Giunti nel centro abitato di Taranto, il giovane cambiando improvvisamente la traiettoria del motociclo, ha perso il controllo del mezzo urtando contro la fiancata destra dell’auto della polizia che era a breve distanza.
Immediato è stato il controllo durante il quale è stata rinvenuta in possesso del passeggero della moto una modica quantità di hashish, detenuta a suo dire per uso personale. Recuperato anche un coltello a serramanico con lama di circa 9 centimetri che il conducente - un tarantino di 21 anni - aveva lanciato per strada prima di essere raggiunto dai poliziotti.
Trasmessi gli atti all’Autorità Giudiziaria competente, il 21enne è stato deferito in stato di libertà.
Gli stessi equipaggi della Polstrada hanno sorpreso lungo la S.S. 7 un uomo - poi identificato in un brindisino di 51 anni - intento a smontare il guardrail per impossessarsi di tutta la relativa bulloneria. Il presunto ladro è stato individuato grazie alle numerose segnalazioni degli automobilisti in transito circa l’inusuale presenza di un uomo riverso sulle barriere protettive della Strada statale.

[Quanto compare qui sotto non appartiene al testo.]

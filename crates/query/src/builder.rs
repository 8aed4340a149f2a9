//! Options → [`ListQuery`].

use serde::Serialize;

use jarvis_core::{TenantContext, TenantId};

use crate::{CmpOp, ColumnSet, Predicate, SortOrder, SqlValue};

pub const DEFAULT_LIMIT: i64 = 50;
pub const MAX_LIMIT: i64 = 100;

/// Clamped limit/offset pair.
#[derive(Debug, Copy, Clone, PartialEq, Eq, Serialize)]
pub struct Pagination {
    pub limit: i64,
    pub offset: i64,
}

impl Pagination {
    /// `limit` is clamped to `[1, MAX_LIMIT]` (default `DEFAULT_LIMIT`),
    /// `offset` to `>= 0` (default 0).
    pub fn new(limit: Option<i64>, offset: Option<i64>) -> Self {
        Self::with_default(limit, offset, DEFAULT_LIMIT)
    }

    pub fn with_default(limit: Option<i64>, offset: Option<i64>, default_limit: i64) -> Self {
        Self {
            limit: limit.unwrap_or(default_limit).clamp(1, MAX_LIMIT),
            offset: offset.unwrap_or(0).max(0),
        }
    }
}

impl Default for Pagination {
    fn default() -> Self {
        Self::new(None, None)
    }
}

/// Split a comma-separated query-string value into trimmed, non-empty items.
pub fn split_list(raw: Option<&str>) -> Vec<String> {
    raw.map(|s| {
        s.split(',')
            .map(str::trim)
            .filter(|t| !t.is_empty())
            .map(str::to_string)
            .collect()
    })
    .unwrap_or_default()
}

/// A fully validated, tenant-scoped read over one table.
///
/// Implicitly restricted to `tenant_id = <scope>` and `deleted_at IS NULL`.
#[derive(Debug, Clone, PartialEq)]
pub struct ListQuery {
    pub(crate) columns: &'static ColumnSet,
    pub(crate) tenant_id: TenantId,
    pub(crate) predicates: Vec<Predicate>,
    pub(crate) order_by: &'static str,
    pub(crate) order: SortOrder,
    pub(crate) page: Pagination,
}

impl ListQuery {
    pub fn tenant_id(&self) -> TenantId {
        self.tenant_id
    }

    pub fn table(&self) -> &'static str {
        self.columns.table
    }

    pub fn predicates(&self) -> &[Predicate] {
        &self.predicates
    }

    pub fn order_by(&self) -> &'static str {
        self.order_by
    }

    pub fn order(&self) -> SortOrder {
        self.order
    }

    pub fn page(&self) -> Pagination {
        self.page
    }
}

/// Builds a [`ListQuery`] from recognised options.
///
/// Every method takes `Option`s so callers can pass request fields straight
/// through; `None` (or an empty search/tag list) adds nothing.
#[derive(Debug)]
pub struct FilterBuilder {
    query: ListQuery,
}

impl FilterBuilder {
    pub fn new(ctx: &TenantContext, columns: &'static ColumnSet) -> Self {
        Self {
            query: ListQuery {
                columns,
                tenant_id: ctx.tenant_id(),
                predicates: Vec::new(),
                order_by: columns.default_sort,
                order: columns.default_order,
                page: Pagination::default(),
            },
        }
    }

    /// Free-text search over the column set's search columns.
    pub fn search(mut self, term: Option<&str>) -> Self {
        let term = term.map(str::trim).unwrap_or_default();
        if !term.is_empty() && !self.query.columns.search.is_empty() {
            self.query.predicates.push(Predicate::Search {
                columns: self.query.columns.search,
                term: term.to_string(),
            });
        }
        self
    }

    pub fn eq<V: Into<SqlValue>>(mut self, column: &'static str, value: Option<V>) -> Self {
        if let Some(value) = value {
            self.query.predicates.push(Predicate::Eq {
                column,
                value: value.into(),
            });
        }
        self
    }

    pub fn overlaps(mut self, column: &'static str, values: &[String]) -> Self {
        if !values.is_empty() {
            self.query.predicates.push(Predicate::Overlaps {
                column,
                values: values.to_vec(),
            });
        }
        self
    }

    pub fn cmp<V: Into<SqlValue>>(mut self, column: &'static str, op: CmpOp, value: Option<V>) -> Self {
        if let Some(value) = value {
            self.query.predicates.push(Predicate::Cmp {
                column,
                op,
                value: value.into(),
            });
        }
        self
    }

    /// Sort column is checked against the allow-list; unknown values fall
    /// back to the default column silently.
    pub fn order(mut self, order_by: Option<&str>, order: Option<&str>) -> Self {
        self.query.order_by = self.query.columns.resolve_sort(order_by);
        self.query.order = SortOrder::parse_or(order, self.query.columns.default_order);
        self
    }

    pub fn page(mut self, limit: Option<i64>, offset: Option<i64>) -> Self {
        self.query.page = Pagination::new(limit, offset);
        self
    }

    pub fn build(self) -> ListQuery {
        self.query
    }
}

#[cfg(test)]
mod tests {
    use proptest::prelude::*;

    use super::*;

    static COLUMNS: ColumnSet = ColumnSet {
        table: "widgets",
        search: &["name", "code"],
        sortable: &["name", "created_at"],
        default_sort: "created_at",
        default_order: SortOrder::Desc,
        unique: &[],
    };

    fn ctx() -> TenantContext {
        TenantContext::new(TenantId::new())
    }

    #[test]
    fn absent_options_add_no_predicates() {
        let q = FilterBuilder::new(&ctx(), &COLUMNS)
            .search(Some("   "))
            .eq::<String>("status", None)
            .overlaps("tags", &[])
            .cmp::<i64>("rating", CmpOp::Gte, None)
            .order(None, None)
            .page(None, None)
            .build();

        assert!(q.predicates().is_empty());
        assert_eq!(q.order_by(), "created_at");
        assert_eq!(q.order(), SortOrder::Desc);
        assert_eq!(q.page(), Pagination { limit: 50, offset: 0 });
    }

    #[test]
    fn scope_comes_from_context() {
        let ctx = ctx();
        let q = FilterBuilder::new(&ctx, &COLUMNS).build();
        assert_eq!(q.tenant_id(), ctx.tenant_id());
    }

    #[test]
    fn search_is_trimmed() {
        let q = FilterBuilder::new(&ctx(), &COLUMNS).search(Some("  ana ")).build();
        assert_eq!(
            q.predicates(),
            &[Predicate::Search {
                columns: &["name", "code"],
                term: "ana".to_string()
            }]
        );
    }

    #[test]
    fn list_values_are_split_and_trimmed() {
        assert_eq!(split_list(Some(" vip, ,renewal ")), vec!["vip", "renewal"]);
        assert!(split_list(None).is_empty());
    }

    proptest! {
        #[test]
        fn pagination_is_always_clamped(limit in proptest::option::of(any::<i64>()), offset in proptest::option::of(any::<i64>())) {
            let p = Pagination::new(limit, offset);
            prop_assert!((1..=MAX_LIMIT).contains(&p.limit));
            prop_assert!(p.offset >= 0);
            if let Some(l) = limit {
                if (1..=MAX_LIMIT).contains(&l) {
                    prop_assert_eq!(p.limit, l);
                }
            }
        }

        #[test]
        fn sort_column_is_always_allow_listed(raw in ".*") {
            let q = FilterBuilder::new(&ctx(), &COLUMNS).order(Some(raw.as_str()), None).build();
            prop_assert!(COLUMNS.sortable.contains(&q.order_by()));
        }
    }
}
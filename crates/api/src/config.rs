//! Process configuration, read once from the environment at startup.

use std::net::SocketAddr;

use chrono::Duration;
use thiserror::Error;

use jarvis_auth::token::DEFAULT_TOKEN_TTL_SECS;

pub const DEV_JWT_SECRET: &str = "dev-secret";
pub const DEFAULT_BIND_ADDR: &str = "0.0.0.0:8080";
pub const DEFAULT_MAX_CONNECTIONS: u32 = 10;

#[derive(Debug, Error, PartialEq, Eq)]
pub enum ConfigError {
    #[error("{name} is not valid: {value:?}")]
    Invalid { name: &'static str, value: String },
}

#[derive(Clone)]
pub struct ApiConfig {
    pub jwt_secret: String,
    pub token_ttl: Duration,
    pub bind_addr: SocketAddr,
    /// `None` selects the in-memory backend.
    pub database_url: Option<String>,
    pub database_max_connections: u32,
}

impl core::fmt::Debug for ApiConfig {
    fn fmt(&self, f: &mut core::fmt::Formatter<'_>) -> core::fmt::Result {
        f.debug_struct("ApiConfig")
            .field("token_ttl", &self.token_ttl)
            .field("bind_addr", &self.bind_addr)
            .field("database", &self.database_url.is_some())
            .field("database_max_connections", &self.database_max_connections)
            .finish_non_exhaustive()
    }
}

fn parse<T: core::str::FromStr>(name: &'static str, raw: Option<String>, default: T) -> Result<T, ConfigError> {
    match raw {
        None => Ok(default),
        Some(value) => value
            .trim()
            .parse()
            .map_err(|_| ConfigError::Invalid { name, value }),
    }
}

impl ApiConfig {
    pub fn from_env() -> Result<Self, ConfigError> {
        Self::from_lookup(|name| std::env::var(name).ok())
    }

    /// Builds the configuration from any variable source.
    pub fn from_lookup(lookup: impl Fn(&str) -> Option<String>) -> Result<Self, ConfigError> {
        let non_empty = |name: &str| lookup(name).filter(|v| !v.trim().is_empty());

        let jwt_secret = non_empty("JWT_SECRET").unwrap_or_else(|| {
            tracing::warn!("JWT_SECRET not set; using insecure dev default");
            DEV_JWT_SECRET.to_string()
        });

        let ttl_secs: i64 = parse("JWT_EXPIRES_IN_SECS", non_empty("JWT_EXPIRES_IN_SECS"), DEFAULT_TOKEN_TTL_SECS)?;
        if ttl_secs <= 0 {
            return Err(ConfigError::Invalid {
                name: "JWT_EXPIRES_IN_SECS",
                value: ttl_secs.to_string(),
            });
        }

        let default_addr: SocketAddr = DEFAULT_BIND_ADDR
            .parse()
            .map_err(|_| ConfigError::Invalid {
                name: "BIND_ADDR",
                value: DEFAULT_BIND_ADDR.to_string(),
            })?;

        Ok(Self {
            jwt_secret,
            token_ttl: Duration::seconds(ttl_secs),
            bind_addr: parse("BIND_ADDR", non_empty("BIND_ADDR"), default_addr)?,
            database_url: non_empty("DATABASE_URL"),
            database_max_connections: parse(
                "DATABASE_MAX_CONNECTIONS",
                non_empty("DATABASE_MAX_CONNECTIONS"),
                DEFAULT_MAX_CONNECTIONS,
            )?,
        })
    }

    /// In-memory configuration for tests and local runs.
    pub fn in_memory(jwt_secret: impl Into<String>) -> Self {
        Self {
            jwt_secret: jwt_secret.into(),
            token_ttl: Duration::seconds(DEFAULT_TOKEN_TTL_SECS),
            bind_addr: SocketAddr::from(([127, 0, 0, 1], 0)),
            database_url: None,
            database_max_connections: DEFAULT_MAX_CONNECTIONS,
        }
    }
}
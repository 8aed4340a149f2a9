//! In-memory evaluation of a [`ListQuery`].
//!
//! Mirrors the rendered SQL: tenant and `deleted_at IS NULL` first, then the
//! predicates, `NULLS LAST` ordering with an `id` tiebreak, then the page.

use core::cmp::Ordering;

use crate::{ListQuery, Page, Record, SortOrder};

impl ListQuery {
    /// Whether `row` belongs to the result set, ignoring pagination.
    pub fn matches<R: Record + ?Sized>(&self, row: &R) -> bool {
        row.tenant_id() == self.tenant_id
            && row.deleted_at().is_none()
            && self.predicates.iter().all(|p| p.matches(row))
    }

    fn compare_rows<R: Record>(&self, a: &R, b: &R) -> Ordering {
        let (va, vb) = (a.column(self.order_by), b.column(self.order_by));
        let primary = match (va.is_null(), vb.is_null()) {
            (true, true) => Ordering::Equal,
            (true, false) => Ordering::Greater,
            (false, true) => Ordering::Less,
            (false, false) => {
                let ord = va.compare(&vb).unwrap_or(Ordering::Equal);
                match self.order {
                    SortOrder::Asc => ord,
                    SortOrder::Desc => ord.reverse(),
                }
            }
        };
        primary.then_with(|| a.id().cmp(&b.id()))
    }

    pub fn run<'a, R, I>(&self, rows: I) -> Page<R>
    where
        R: Record + Clone + 'a,
        I: IntoIterator<Item = &'a R>,
    {
        let mut hits: Vec<&R> = rows.into_iter().filter(|r| self.matches(*r)).collect();
        let total = hits.len() as u64;
        hits.sort_by(|a, b| self.compare_rows(*a, *b));

        let data = hits
            .into_iter()
            .skip(self.page.offset as usize)
            .take(self.page.limit as usize)
            .cloned()
            .collect();

        Page {
            data,
            total,
            limit: self.page.limit,
            offset: self.page.offset,
        }
    }
}

#[cfg(test)]
mod tests {
    use chrono::{DateTime, Duration, TimeZone, Utc};
    use proptest::prelude::*;

    use jarvis_core::{EntityId, TenantContext, TenantId};

    use crate::{ColumnSet, FilterBuilder, SqlValue};

    use super::*;

    static WIDGETS: ColumnSet = ColumnSet {
        table: "widgets",
        search: &["name", "code"],
        sortable: &["name", "created_at", "rating"],
        default_sort: "created_at",
        default_order: SortOrder::Desc,
        unique: &[],
    };

    #[derive(Debug, Clone, PartialEq)]
    struct Widget {
        id: EntityId,
        tenant_id: TenantId,
        name: String,
        code: Option<String>,
        rating: Option<i64>,
        tags: Vec<String>,
        created_at: DateTime<Utc>,
        deleted_at: Option<DateTime<Utc>>,
    }

    impl Record for Widget {
        fn id(&self) -> EntityId {
            self.id
        }
        fn tenant_id(&self) -> TenantId {
            self.tenant_id
        }
        fn deleted_at(&self) -> Option<DateTime<Utc>> {
            self.deleted_at
        }
        fn column(&self, name: &str) -> SqlValue {
            match name {
                "name" => self.name.clone().into(),
                "code" => self.code.clone().into(),
                "rating" => self.rating.into(),
                "tags" => self.tags.clone().into(),
                "created_at" => self.created_at.into(),
                _ => SqlValue::Text(None),
            }
        }
    }

    fn widgets(tenant: TenantId, n: usize) -> Vec<Widget> {
        let base = Utc.with_ymd_and_hms(2024, 1, 1, 0, 0, 0).unwrap();
        (0..n)
            .map(|i| Widget {
                id: EntityId::new(),
                tenant_id: tenant,
                name: format!("widget {i:02}"),
                code: (i % 2 == 0).then(|| format!("W-{i}")),
                rating: (i % 3 != 0).then_some(i as i64 % 5),
                tags: if i % 4 == 0 { vec!["vip".into()] } else { vec![] },
                created_at: base + Duration::minutes(i as i64),
                deleted_at: None,
            })
            .collect()
    }

    #[test]
    fn other_tenants_and_deleted_rows_are_invisible() {
        let a = TenantId::new();
        let mut rows = widgets(a, 5);
        rows.extend(widgets(TenantId::new(), 5));
        rows[0].deleted_at = Some(Utc::now());

        let page = FilterBuilder::new(&TenantContext::new(a), &WIDGETS).build().run(&rows);
        assert_eq!(page.total, 4);
        assert!(page.data.iter().all(|w| w.tenant_id == a && w.deleted_at.is_none()));
    }

    #[test]
    fn second_page_is_rows_eleven_to_twenty() {
        let a = TenantId::new();
        let rows = widgets(a, 35);
        let ctx = TenantContext::new(a);
        let q = FilterBuilder::new(&ctx, &WIDGETS).page(Some(10), Some(10)).build();

        let page = q.run(&rows);
        let mut expected = rows.clone();
        expected.sort_by(|x, y| y.created_at.cmp(&x.created_at));
        assert_eq!(page.data, expected[10..20].to_vec());
        assert_eq!(page.total, 35);
        assert_eq!(q.run(&rows), page);
    }

    #[test]
    fn search_is_case_insensitive_and_or_across_columns() {
        let a = TenantId::new();
        let rows = widgets(a, 10);
        let ctx = TenantContext::new(a);

        let by_name = FilterBuilder::new(&ctx, &WIDGETS).search(Some("WIDGET 03")).build().run(&rows);
        assert_eq!(by_name.total, 1);

        let by_code = FilterBuilder::new(&ctx, &WIDGETS).search(Some("w-4")).build().run(&rows);
        assert_eq!(by_code.data[0].name, "widget 04");
    }

    #[test]
    fn tag_filter_uses_overlap() {
        let a = TenantId::new();
        let rows = widgets(a, 10);
        let page = FilterBuilder::new(&TenantContext::new(a), &WIDGETS)
            .overlaps("tags", &["vip".to_string(), "gold".to_string()])
            .build()
            .run(&rows);
        assert_eq!(page.total, 3);
    }

    #[test]
    fn nulls_sort_last_in_both_directions() {
        let a = TenantId::new();
        let rows = widgets(a, 9);
        let ctx = TenantContext::new(a);

        for dir in ["asc", "desc"] {
            let page = FilterBuilder::new(&ctx, &WIDGETS)
                .order(Some("rating"), Some(dir))
                .build()
                .run(&rows);
            let first_null = page.data.iter().position(|w| w.rating.is_none()).unwrap();
            assert!(page.data[first_null..].iter().all(|w| w.rating.is_none()));
        }
    }

    proptest! {
        #[test]
        fn unknown_order_by_only_changes_order(raw in "[a-z_; -]{0,24}") {
            let a = TenantId::new();
            let rows = widgets(a, 12);
            let ctx = TenantContext::new(a);

            let fallback = FilterBuilder::new(&ctx, &WIDGETS).order(Some(raw.as_str()), None).page(Some(100), None).build().run(&rows);
            let default = FilterBuilder::new(&ctx, &WIDGETS).page(Some(100), None).build().run(&rows);

            let mut got: Vec<EntityId> = fallback.data.iter().map(|w| w.id).collect();
            let mut want: Vec<EntityId> = default.data.iter().map(|w| w.id).collect();
            got.sort();
            want.sort();
            prop_assert_eq!(got, want);
        }
    }
}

I poliziotti inizialmente sono intervenuti in soccorso presumendo un malore, ma arrivati nelle immediate vicinanze hanno constato che la persona segnalata era intento a smontare alcuni guardrail ed aveva già messo da parte un centinaio tra perni bulloni e rondelle in ferro, presumibilmente per poi portarli via.
Trasmessi gli atti all’Autorità Giudiziaria competente, il 51enne è stato deferito in stato di libertà.
Il successivo intervento dei tecnici dell’ANAS ha poi permesso di ripristinare le barriere protettive e mettere in sicurezza quel tratto stradale.
Si ricorda che per entrambi gli indagati vige il principio di presunzione di innocenza fino a sentenza definitiva.